Закрытый, замкнутый характер пределов очевидности, не допускающий и не пропускающий «чужих», позволяет добиться принципиальной структурной однородности дескрипций и ментальных образов, благодаря чему четко определяется адресат дискурсивного послания, сообщения, т.е. потенциальный носитель этого типа очевидности. Так, для коммунистов — это «трудящиеся: рабочий класс, трудовое (колхозное) крестьянство и трудовая интеллигенция»; для патриотов, националистов вариантом гомогенизированного адресата становятся «русские», «генотип» которых как людей «с одной национальной кровью определяется генотипом нации, членом которой он родился» [21]. Никаких лакун, позволяющих открыться иному, быть не должно: все, что связано с «пролетарским», «русским», «эстонским» и т.п. духом и телесностью, является очевидным, — все иное и представляет угрозу, порчу, загрязнение нашему «пролетарскому», или какому-либо национальному Мы. Естественно, что это может быть очевидно только тем, кто прошел особую телесную обработку, оказался в нужном месте, где расположилось коммунальное тело, и через кого начал говорить тот или иной тип дискурса.

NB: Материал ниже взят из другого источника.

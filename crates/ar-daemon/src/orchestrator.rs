use std::sync::Arc;
use std::time::Duration;

use futures::future::BoxFuture;
use tokio_util::sync::CancellationToken;
use tracing::{debug, info, warn};
use uuid::Uuid;

use ar_core::shutdown::ShutdownSignal;
use ar_core::store::{Store, StoreError};
use ar_core::types::{ActivityKind, Issue, IssueState};
use ar_core::usage_limit::UsageLimiter;
use ar_core::wake::WakeSignal;
use ar_engine::actions::{ActionCtx, BuildAction, TransitionAction};
use ar_engine::dispatcher::{DispatchError, Dispatcher};
use ar_engine::runner::{ActionError, EventPublisher};
use ar_engine::state_machine::{ExecClass, StateMachine, Transition};

/// The scheduling heart: one cooperative task that ticks on a timer, on
/// wake signals, and re-evaluates every open issue against the state
/// machine, routing transitions inline or through the dispatcher.
pub struct Orchestrator {
    store: Arc<Store>,
    machine: Arc<StateMachine>,
    dispatcher: Dispatcher,
    ctx: Arc<ActionCtx>,
    usage: UsageLimiter,
    wake: WakeSignal,
    publisher: Arc<dyn EventPublisher>,
    build_action: Arc<dyn TransitionAction>,
    tick_interval: Duration,
}

impl Orchestrator {
    #[allow(clippy::too_many_arguments)]
    pub fn new(
        store: Arc<Store>,
        machine: Arc<StateMachine>,
        dispatcher: Dispatcher,
        ctx: Arc<ActionCtx>,
        usage: UsageLimiter,
        wake: WakeSignal,
        publisher: Arc<dyn EventPublisher>,
        tick_interval: Duration,
    ) -> Self {
        Self {
            store,
            machine,
            dispatcher,
            ctx,
            usage,
            wake,
            publisher,
            build_action: Arc::new(BuildAction),
            tick_interval,
        }
    }

    pub fn dispatcher(&self) -> &Dispatcher {
        &self.dispatcher
    }

    /// Tick until shutdown. The fallback timer guarantees liveness; wakes
    /// from the API, the pollers, and finished workers pull ticks forward.
    pub async fn run(&self, shutdown: ShutdownSignal) {
        let mut ticker = tokio::time::interval(self.tick_interval);
        ticker.set_missed_tick_behavior(tokio::time::MissedTickBehavior::Delay);
        let mut shutdown_rx = shutdown.subscribe();
        info!(
            tick_secs = self.tick_interval.as_secs(),
            max_workers = self.dispatcher.max_workers(),
            "orchestrator started"
        );

        loop {
            tokio::select! {
                _ = ticker.tick() => {}
                _ = self.wake.wait() => {}
                _ = shutdown_rx.recv() => {
                    info!("orchestrator stopping");
                    return;
                }
            }
            self.tick().await;
        }
    }

    /// One pass over every open issue, in deterministic (id) order.
    pub async fn tick(&self) {
        let gated = self.usage.is_limited();
        let issues = match self.store.list_open_issues().await {
            Ok(issues) => issues,
            Err(e) => {
                warn!(error = %e, "tick: listing issues failed, retrying next tick");
                return;
            }
        };

        for issue in issues {
            // Serialised per issue: a running worker owns this issue.
            if self.dispatcher.is_running(issue.id) {
                continue;
            }

            // I5: `building` without an outcome flag means the loop should
            // be running right now — restart reconciliation and manual
            // transitions into `building` both land here.
            if issue.state == IssueState::Building && !issue.signals.build_done {
                if !gated {
                    self.dispatch_build(issue);
                }
                continue;
            }

            let Some(transition) = self.machine.evaluate(&issue) else {
                continue;
            };
            match transition.class {
                ExecClass::Sync => self.execute_sync(transition, issue).await,
                ExecClass::Async => {
                    if gated {
                        debug!(issue = %issue.identifier, "usage-limited, skipping async transition");
                        continue;
                    }
                    self.dispatch_async(transition, issue);
                }
            }
        }
    }

    /// Re-dispatch every issue persisted as `building` (startup recovery).
    /// Returns the number of builds re-dispatched. Anything that does not
    /// fit the pool is picked up by the first tick.
    pub async fn recover_building(&self) -> usize {
        let issues = match self.store.list_issues_in_state(IssueState::Building).await {
            Ok(issues) => issues,
            Err(e) => {
                warn!(error = %e, "recovery: listing building issues failed");
                return 0;
            }
        };

        let mut recovered = 0;
        for issue in issues {
            if issue.signals.build_done {
                // Finished before the crash; the tick will promote it.
                continue;
            }
            let identifier = issue.identifier.clone();
            match self.dispatch_job(issue, self.build_action.clone(), IssueState::Building, false) {
                Ok(()) => {
                    info!(issue = %identifier, "re-dispatched persisted build");
                    recovered += 1;
                }
                Err(e) => {
                    warn!(issue = %identifier, error = %e, "recovery dispatch deferred to first tick");
                }
            }
        }
        recovered
    }

    // -----------------------------------------------------------------------
    // Sync path
    // -----------------------------------------------------------------------

    async fn execute_sync(&self, transition: &Transition, issue: Issue) {
        let from = issue.state;
        let mut work = issue;

        if let Some(action) = &transition.action {
            let cancel = CancellationToken::new();
            match action.execute(&mut work, &self.ctx, &cancel).await {
                Ok(()) => {}
                Err(ActionError::UsageLimited { until }) => {
                    self.usage.set_limited_until(until);
                    return;
                }
                Err(ActionError::Cancelled) => return,
                Err(ActionError::Failed(message)) => {
                    warn!(issue = %work.identifier, label = transition.label, error = %message, "sync action failed");
                    mark_failed(&self.store, self.publisher.as_ref(), work.id, &message).await;
                    return;
                }
            }
        }

        work.state = transition.to;
        match self.store.update_issue(&work).await {
            Ok(stored) => {
                self.log_state_change(&stored, from, transition.to, "").await;
                self.publisher
                    .issue_state_changed(&stored, from, transition.to);
                // Follow-up transitions may be enabled immediately.
                self.wake.notify();
            }
            Err(StoreError::Conflict) => {
                warn!(issue = %work.identifier, label = transition.label, "sync transition lost the update race");
            }
            Err(e) => {
                warn!(issue = %work.identifier, error = %e, "sync transition store write failed");
            }
        }
    }

    // -----------------------------------------------------------------------
    // Async path
    // -----------------------------------------------------------------------

    fn dispatch_async(&self, transition: &Transition, issue: Issue) {
        let Some(action) = transition.action.clone() else {
            warn!(label = transition.label, "async transition without an action");
            return;
        };
        let label = transition.label;
        let identifier = issue.identifier.clone();
        match self.dispatch_job(
            issue,
            action,
            transition.to,
            transition.applies_target_state,
        ) {
            Ok(()) => debug!(issue = %identifier, label, "dispatched async transition"),
            Err(DispatchError::NoSlotAvailable) => {
                debug!(issue = %identifier, label, "worker pool saturated, retrying next tick");
            }
            Err(DispatchError::AlreadyRunning) => {}
        }
    }

    fn dispatch_build(&self, issue: Issue) {
        let identifier = issue.identifier.clone();
        match self.dispatch_job(issue, self.build_action.clone(), IssueState::Building, false) {
            Ok(()) => debug!(issue = %identifier, "dispatched build loop"),
            Err(DispatchError::NoSlotAvailable) => {
                debug!(issue = %identifier, "worker pool saturated, build retried next tick");
            }
            Err(DispatchError::AlreadyRunning) => {}
        }
    }

    /// Wrap an action with the terminal bookkeeping and hand it to the
    /// dispatcher, which owns the slot for the whole wrapped body.
    fn dispatch_job(
        &self,
        issue: Issue,
        action: Arc<dyn TransitionAction>,
        to: IssueState,
        applies_target_state: bool,
    ) -> Result<(), DispatchError> {
        let ctx = self.ctx.clone();
        let store = self.store.clone();
        let publisher = self.publisher.clone();
        let usage = self.usage.clone();
        let wake = self.wake.clone();
        let from = issue.state;
        let issue_id = issue.id;
        let identifier = issue.identifier.clone();

        let run = move |cancel: CancellationToken| -> BoxFuture<'static, Result<Issue, ActionError>> {
            Box::pin(async move {
                let mut work = issue;
                action.execute(&mut work, &ctx, &cancel).await?;
                Ok(work)
            })
        };

        let finish = move |result: Result<Issue, ActionError>| -> BoxFuture<'static, ()> {
            Box::pin(async move {
                match result {
                    Ok(work) => {
                        if applies_target_state {
                            let mut updated = work;
                            updated.state = to;
                            match store.update_issue(&updated).await {
                                Ok(stored) => {
                                    if let Err(e) = store
                                        .log_activity(
                                            stored.id,
                                            ActivityKind::StateChange,
                                            Some(from),
                                            Some(to),
                                            "",
                                        )
                                        .await
                                    {
                                        warn!(issue = %stored.identifier, error = %e, "failed to log state change");
                                    }
                                    publisher.issue_state_changed(&stored, from, to);
                                }
                                Err(StoreError::Conflict) => {
                                    warn!(issue = %identifier, "async result lost the update race, re-evaluating next tick");
                                }
                                Err(e) => {
                                    warn!(issue = %identifier, error = %e, "async bookkeeping store write failed");
                                }
                            }
                        }
                        wake.notify();
                    }
                    Err(ActionError::UsageLimited { until }) => {
                        usage.set_limited_until(until);
                    }
                    Err(ActionError::Cancelled) => {
                        debug!(issue = %identifier, "async action cancelled");
                    }
                    Err(ActionError::Failed(message)) => {
                        warn!(issue = %identifier, error = %message, "async action failed");
                        mark_failed(&store, publisher.as_ref(), issue_id, &message).await;
                        wake.notify();
                    }
                }
            })
        };

        self.dispatcher.dispatch(issue_id, run, finish)
    }

    async fn log_state_change(&self, issue: &Issue, from: IssueState, to: IssueState, detail: &str) {
        if let Err(e) = self
            .store
            .log_activity(issue.id, ActivityKind::StateChange, Some(from), Some(to), detail)
            .await
        {
            warn!(issue = %issue.identifier, error = %e, "failed to log state change");
        }
    }
}

/// Failure bookkeeping shared by both execution paths: persist `failed` +
/// `error_message`, log, broadcast. Never propagates.
pub(crate) async fn mark_failed(
    store: &Store,
    publisher: &dyn EventPublisher,
    issue_id: Uuid,
    message: &str,
) {
    for _ in 0..3 {
        let issue = match store.get_issue(issue_id).await {
            Ok(issue) => issue,
            Err(e) => {
                warn!(issue_id = %issue_id, error = %e, "failure bookkeeping: issue fetch failed");
                return;
            }
        };
        let from = issue.state;
        let mut failed = issue;
        failed.state = IssueState::Failed;
        failed.error_message = Some(message.to_string());

        match store.update_issue(&failed).await {
            Ok(stored) => {
                if let Err(e) = store
                    .log_activity(
                        stored.id,
                        ActivityKind::StateChange,
                        Some(from),
                        Some(IssueState::Failed),
                        message,
                    )
                    .await
                {
                    warn!(issue = %stored.identifier, error = %e, "failed to log failure");
                }
                publisher.issue_state_changed(&stored, from, IssueState::Failed);
                return;
            }
            Err(StoreError::Conflict) => continue,
            Err(e) => {
                warn!(issue_id = %issue_id, error = %e, "failure bookkeeping store write failed");
                return;
            }
        }
    }
    warn!(issue_id = %issue_id, "failure bookkeeping kept losing the update race");
}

Запрет на иное, расчистка всех территорий (и ментальных, и дискурсивных, и семиотических, и символических от иного) индуцирует другую черту подобного типа очевидности — универсальность. В отличие от очевидности, которая имеет хождение на территории определенной дисциплины (а, более точно, в рамках определенного научного направления, школы, сообщества) и теряет смысл при выходе за собственные пределы (например, бессмысленно пытаться осмыслить и действовать на каких-либо очевидностях теории кварков в зоне, скажем, сексуально-интимных отношений), очевидность политической ментальности, тотализированной на основе метафоры власти, универсальна по своей сути. Уже расчистка территорий, их гомогенизация универсализирует ее определенные маршруты. Для «русского патриота» вовсе не бессмысленно утверждение о русском духе в математике, сексуальных отношениях и т.п. Так и для «пролетарского сознания» существует и пролетарская сущность семьи, и «пролетарская наука», как, например, «народно-колхозная агробиология», «пролеткульт» и т.д. Такая очевидность является матрицей осмысления и действия в любой, подчеркиваю, в любой зоне бытия.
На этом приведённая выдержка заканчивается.